*The records:*
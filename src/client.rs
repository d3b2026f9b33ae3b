use std::fmt;
use std::sync::Arc;

use tokio::task::JoinHandle;

use crate::config::ProvisioningConfig;
use crate::contract::ProvisioningContract;
use crate::error::{ArgumentError, ProvisioningError};
use crate::result::{completion_channel, RegistrationResult};
use crate::security::SecurityProvider;
use crate::task::ProvisioningTask;

/// Client for registering a device with the device provisioning service
#[derive(Clone)]
pub struct ProvisioningDeviceClient {
    config: Arc<ProvisioningConfig>,
    contract: Arc<dyn ProvisioningContract>,
    security_provider: SecurityProvider,
}

impl fmt::Debug for ProvisioningDeviceClient {
    fn fmt(&self, f: &mut fmt::Formatter<'_>) -> fmt::Result {
        f.debug_struct("ProvisioningDeviceClient")
            .field("config", &self.config)
            .field("security_provider", &self.security_provider)
            .finish_non_exhaustive()
    }
}

impl ProvisioningDeviceClient {
    /// Create a new provisioning client
    ///
    /// # Arguments
    ///
    /// * `config` - The id scope, endpoint and wait bounds to register with
    /// * `contract` - The transport contract that talks to the service
    /// * `security_provider` - The device identity to attest with
    pub fn new(
        config: ProvisioningConfig,
        contract: Arc<dyn ProvisioningContract>,
        security_provider: SecurityProvider,
    ) -> Self {
        Self {
            config: Arc::new(config),
            contract,
            security_provider,
        }
    }

    /// Start registering the device in the background; `callback` receives the
    /// outcome exactly once
    ///
    /// Must be called from within a tokio runtime.
    pub fn register_device<F>(
        &self,
        callback: F,
    ) -> crate::Result<JoinHandle<Result<(), ArgumentError>>>
    where
        F: FnOnce(RegistrationResult, Option<ProvisioningError>) + Send + 'static,
    {
        let task = self.task().on_registration_complete(callback).build()?;
        Ok(tokio::spawn(async move { task.call().await }))
    }

    /// Register the device and wait for the outcome
    ///
    /// # Example
    /// ```no_run
    /// use std::sync::Arc;
    /// use azure_iot_provisioning::{
    ///     ProvisioningConfig, ProvisioningContract, ProvisioningDeviceClient, SecurityProvider,
    ///     SymmetricKeyProvider,
    /// };
    ///
    /// async fn register(contract: Arc<dyn ProvisioningContract>) -> azure_iot_provisioning::Result<()> {
    ///     let provider = SymmetricKeyProvider::new(
    ///         "my-device",
    ///         "O+H9VTcdJP0Tqkl7bh4nVG0OJNrAataMpuWB54D0VEc=",
    ///     )?;
    ///     let client = ProvisioningDeviceClient::new(
    ///         ProvisioningConfig::new("0ne000EEBBD")?,
    ///         contract,
    ///         SecurityProvider::symmetric_key(provider),
    ///     );
    ///
    ///     let result = client.register().await?;
    ///     println!("{:?} assigned to {:?}", result.device_id(), result.iothub_uri());
    ///     Ok(())
    /// }
    /// ```
    pub async fn register(&self) -> crate::Result<RegistrationResult> {
        let (callback, completion) = completion_channel();
        let task = self.task().on_registration_complete(callback).build()?;
        task.call().await?;

        completion
            .await
            .map_err(|e| ProvisioningError::Task(e.to_string()))?
            .into_result()
    }

    fn task(&self) -> crate::task::ProvisioningTaskBuilder {
        ProvisioningTask::builder()
            .config(self.config.clone())
            .contract(self.contract.clone())
            .security_provider(self.security_provider.clone())
    }
}
use std::time::Duration;

use chrono::Utc;
use hmac::{Hmac, Mac, NewMac};
use sha2::Sha256;

use crate::error::{ProvisioningError, SecurityError};

/// Resource scope a registration SAS token is issued for: `<scope>/registrations/<registrationId>`
pub fn registration_token_scope(id_scope: &str, registration_id: &str) -> String {
    format!(
        "{scope}/registrations/{registration_id}",
        scope = id_scope,
        registration_id = registration_id
    )
}

/// Seconds since the epoch at which a token issued now with the given lifetime expires
pub(crate) fn expiry_after(ttl: Duration) -> i64 {
    Utc::now().timestamp() + ttl.as_secs() as i64
}

/// Build a registration SAS token of the form
/// `SharedAccessSignature sr=<scope>/registrations/<registrationId>&sig=<signature>&se=<expiry>&skn=`
///
/// `sign` receives `"<scope>/registrations/<registrationId>\n<expiry>"` and returns the raw
/// signature, which is base64 and then url encoded into the token.
pub fn registration_sas_token<F>(
    id_scope: &str,
    registration_id: &str,
    expiry_timestamp: i64,
    sign: F,
) -> crate::Result<String>
where
    F: FnOnce(&[u8]) -> Result<Vec<u8>, SecurityError>,
{
    if expiry_timestamp <= 0 {
        return Err(ProvisioningError::Authentication(
            "expiry time cannot be negative or zero".to_string(),
        ));
    }

    if id_scope.is_empty() || registration_id.is_empty() {
        return Err(ProvisioningError::Authentication(
            "could not construct token scope".to_string(),
        ));
    }
    let token_scope = registration_token_scope(id_scope, registration_id);

    let to_sign = format!(
        "{token_scope}\n{expires}",
        token_scope = token_scope,
        expires = expiry_timestamp
    );
    let signature = sign(to_sign.as_bytes())?;
    if signature.is_empty() {
        return Err(ProvisioningError::Authentication(
            "security provider could not sign data successfully".to_string(),
        ));
    }

    let sas = format!(
        "SharedAccessSignature sr={token_scope}&{signature}&se={expires}&skn=",
        token_scope = token_scope,
        signature = signature_pair(&signature)?,
        expires = expiry_timestamp
    );

    trace!(
        "Built registration token for {} expiring at {}",
        token_scope,
        expiry_timestamp
    );

    Ok(sas)
}

fn signature_pair(signature: &[u8]) -> Result<String, SecurityError> {
    let pairs = &[("sig", base64::encode(signature))];
    serde_urlencoded::to_string(pairs).map_err(|e| SecurityError::SigningFailed(e.to_string()))
}

/// HMAC-SHA256 of `message` keyed with the base64 encoded symmetric `key`
pub fn hmac_sign(key: &str, message: &[u8]) -> Result<Vec<u8>, SecurityError> {
    let key = base64::decode(key).map_err(|e| SecurityError::InvalidKey(e.to_string()))?;
    let mut mac = Hmac::<Sha256>::new_varkey(&key)
        .map_err(|e| SecurityError::InvalidKey(e.to_string()))?;
    mac.update(message);
    Ok(mac.finalize().into_bytes().to_vec())
}
//! Security providers holding the device identity used to authenticate with the
//! provisioning service.
//!
//! A device proves its identity with exactly one attestation mechanism, so the
//! provider is a sum type and each registration flow matches on the variant it
//! understands.

use std::fmt;
use std::sync::Arc;

use crate::error::SecurityError;
use crate::token;

/// TLS settings the transport contract uses to reach the provisioning service
///
/// Cheap to clone; clones share the same native connector.
#[derive(Clone)]
pub struct TlsContext {
    connector: Arc<native_tls::TlsConnector>,
}

impl TlsContext {
    /// Wrap an already configured connector
    pub fn new(connector: native_tls::TlsConnector) -> Self {
        Self {
            connector: Arc::new(connector),
        }
    }

    /// Server-authenticated TLS 1.2+ context, as used for SAS token authentication
    pub fn server_authenticated() -> Result<Self, SecurityError> {
        let connector = native_tls::TlsConnector::builder()
            .min_protocol_version(Some(native_tls::Protocol::Tlsv12))
            .build()?;
        Ok(Self::new(connector))
    }

    /// Mutually authenticated TLS 1.2+ context presenting the device certificate
    pub fn with_identity(identity: native_tls::Identity) -> Result<Self, SecurityError> {
        let connector = native_tls::TlsConnector::builder()
            .min_protocol_version(Some(native_tls::Protocol::Tlsv12))
            .identity(identity)
            .build()?;
        Ok(Self::new(connector))
    }

    /// The native connector for opening connections
    pub fn connector(&self) -> &native_tls::TlsConnector {
        &self.connector
    }
}

impl fmt::Debug for TlsContext {
    fn fmt(&self, f: &mut fmt::Formatter<'_>) -> fmt::Result {
        f.debug_struct("TlsContext").finish_non_exhaustive()
    }
}

/// Device identity backed by an X.509 certificate
pub trait X509Provider: Send + Sync {
    /// Registration id, the common name of the device certificate
    fn registration_id(&self) -> Result<String, SecurityError>;
    /// TLS context presenting the device certificate chain
    fn tls_context(&self) -> Option<TlsContext>;
}

/// Device identity backed by a TPM
pub trait TpmProvider: Send + Sync {
    /// Registration id of the device
    fn registration_id(&self) -> Result<String, SecurityError>;
    /// TLS context used to reach the service
    fn tls_context(&self) -> Option<TlsContext>;
    /// Endorsement key of the TPM
    fn endorsement_key(&self) -> Option<Vec<u8>>;
    /// Storage root key of the TPM
    fn storage_root_key(&self) -> Option<Vec<u8>>;
    /// Sign `data` with the identity key previously activated
    fn sign_with_identity(&self, data: &[u8]) -> Result<Vec<u8>, SecurityError>;
    /// Import the authentication key issued by the service
    fn activate_identity_key(&self, key: &[u8]) -> Result<(), SecurityError>;
}

/// Device identity backed by a symmetric key shared with the enrollment
#[derive(Clone)]
pub struct SymmetricKeyProvider {
    registration_id: String,
    key: String,
    tls_context: Option<TlsContext>,
}

impl SymmetricKeyProvider {
    /// Create a provider from the registration id and the base64 encoded device key,
    /// reaching the service over server-authenticated TLS
    pub fn new<T>(registration_id: T, key: T) -> Result<Self, SecurityError>
    where
        T: ToString,
    {
        let key = key.to_string();
        base64::decode(&key).map_err(|e| SecurityError::InvalidKey(e.to_string()))?;

        Ok(Self {
            registration_id: registration_id.to_string(),
            key,
            tls_context: Some(TlsContext::server_authenticated()?),
        })
    }

    /// Use the given TLS context instead of the default one
    pub fn with_tls_context(mut self, tls_context: TlsContext) -> Self {
        self.tls_context = Some(tls_context);
        self
    }

    pub(crate) fn sign(&self, data: &[u8]) -> Result<Vec<u8>, SecurityError> {
        token::hmac_sign(&self.key, data)
    }
}

impl fmt::Debug for SymmetricKeyProvider {
    fn fmt(&self, f: &mut fmt::Formatter<'_>) -> fmt::Result {
        f.debug_struct("SymmetricKeyProvider")
            .field("registration_id", &self.registration_id)
            .finish_non_exhaustive()
    }
}

/// The attestation mechanism a device registers with
#[derive(Clone)]
pub enum SecurityProvider {
    /// X.509 certificate, authenticated by the TLS handshake
    X509(Arc<dyn X509Provider>),
    /// TPM, authenticated by a nonce challenge and a SAS token signed in the TPM
    Tpm(Arc<dyn TpmProvider>),
    /// Symmetric key, authenticated by an HMAC signed SAS token
    SymmetricKey(Arc<SymmetricKeyProvider>),
}

impl SecurityProvider {
    /// Wrap an X.509 provider
    pub fn x509<P>(provider: P) -> Self
    where
        P: X509Provider + 'static,
    {
        SecurityProvider::X509(Arc::new(provider))
    }

    /// Wrap a TPM provider
    pub fn tpm<P>(provider: P) -> Self
    where
        P: TpmProvider + 'static,
    {
        SecurityProvider::Tpm(Arc::new(provider))
    }

    /// Wrap a symmetric key provider
    pub fn symmetric_key(provider: SymmetricKeyProvider) -> Self {
        SecurityProvider::SymmetricKey(Arc::new(provider))
    }

    /// Registration id of the device; an empty id is treated as missing
    pub fn registration_id(&self) -> Result<String, SecurityError> {
        let registration_id = match self {
            SecurityProvider::X509(provider) => provider.registration_id()?,
            SecurityProvider::Tpm(provider) => provider.registration_id()?,
            SecurityProvider::SymmetricKey(provider) => provider.registration_id.clone(),
        };

        if registration_id.is_empty() {
            return Err(SecurityError::MissingRegistrationId);
        }
        Ok(registration_id)
    }

    /// TLS context of the device, if the provider has one
    pub fn tls_context(&self) -> Option<TlsContext> {
        match self {
            SecurityProvider::X509(provider) => provider.tls_context(),
            SecurityProvider::Tpm(provider) => provider.tls_context(),
            SecurityProvider::SymmetricKey(provider) => provider.tls_context.clone(),
        }
    }

    /// Whether the device authenticates with a client certificate
    pub fn is_x509(&self) -> bool {
        matches!(self, SecurityProvider::X509(_))
    }
}

impl fmt::Debug for SecurityProvider {
    fn fmt(&self, f: &mut fmt::Formatter<'_>) -> fmt::Result {
        match self {
            SecurityProvider::X509(_) => f.write_str("SecurityProvider::X509"),
            SecurityProvider::Tpm(_) => f.write_str("SecurityProvider::Tpm"),
            SecurityProvider::SymmetricKey(provider) => f
                .debug_tuple("SecurityProvider::SymmetricKey")
                .field(provider)
                .finish(),
        }
    }
}
//! Azure IoT device provisioning client for writing iot device code in rust
//!
//! Registers a device with the Azure IoT Hub device provisioning service and reports
//! the hub and device id it was assigned. The device attests with an X.509
//! certificate, a TPM or a symmetric key, see [`SecurityProvider`]. The wire
//! protocol is left to a [`ProvisioningContract`] implementation.
//!
//! # Examples
//!
//! Registering with a symmetric key
//! ```no_run
//! use std::sync::Arc;
//! use azure_iot_provisioning::{
//!     ProvisioningConfig, ProvisioningContract, ProvisioningDeviceClient, SecurityProvider,
//!     SymmetricKeyProvider,
//! };
//!
//! # fn contract() -> Arc<dyn ProvisioningContract> { unimplemented!() }
//! #[tokio::main]
//! async fn main() -> azure_iot_provisioning::Result<()> {
//!     let config = ProvisioningConfig::load("provisioning")?;
//!     let provider = SymmetricKeyProvider::new("MyDeviceId", "TheDeviceKey")?;
//!
//!     let client = ProvisioningDeviceClient::new(
//!         config,
//!         contract(),
//!         SecurityProvider::symmetric_key(provider),
//!     );
//!
//!     client
//!         .register_device(|result, error| match error {
//!             None => println!("Assigned to {:?}", result.iothub_uri()),
//!             Some(e) => eprintln!("Registration ended with {:?}: {}", result.status(), e),
//!         })?
//!         .await
//!         .ok();
//!
//!     Ok(())
//! }
//! ```

#![warn(missing_debug_implementations, rust_2018_idioms, missing_docs)]

#[macro_use]
extern crate log;

/// Provisioning client package version
pub const SDK_VERSION: &str = std::env!("CARGO_PKG_VERSION");

/// Session secrets of one registration attempt
pub mod authorization;
/// The provisioning device client
pub mod client;
/// Client configuration
pub mod config;
/// Transport contract with the provisioning service
pub mod contract;
/// Errors
pub mod error;
/// Provisioning service models
#[allow(missing_docs)]
pub mod model;
/// Registration outcome
pub mod result;
/// Device identity providers
pub mod security;
/// Registration state machine
pub mod task;
/// SAS token generation
pub mod token;

pub use authorization::Authorization;
pub use client::ProvisioningDeviceClient;
pub use config::{ProvisioningConfig, ProvisioningTimeouts, DEFAULT_GLOBAL_ENDPOINT};
pub use contract::{ContractState, ProvisioningContract, RequestData, ResponseCallback, ResponseData};
pub use error::{
    ArgumentError, ContractError, ParseError, ProvisioningError, Result, SecurityError,
};
pub use model::ProvisioningStatus;
pub use result::{
    completion_channel, ProvisioningDeviceStatus, RegistrationCallback, RegistrationCompletion,
    RegistrationResult,
};
pub use security::{SecurityProvider, SymmetricKeyProvider, TlsContext, TpmProvider, X509Provider};
pub use task::{ProvisioningTask, ProvisioningTaskBuilder, RegisterTask, Registration, StatusTask};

*Action item:* From the records above, return each line that has the string "Create".

*Response area:*
    /// Create a new provisioning client
    /// Create a provider from the registration id and the base64 encoded device key,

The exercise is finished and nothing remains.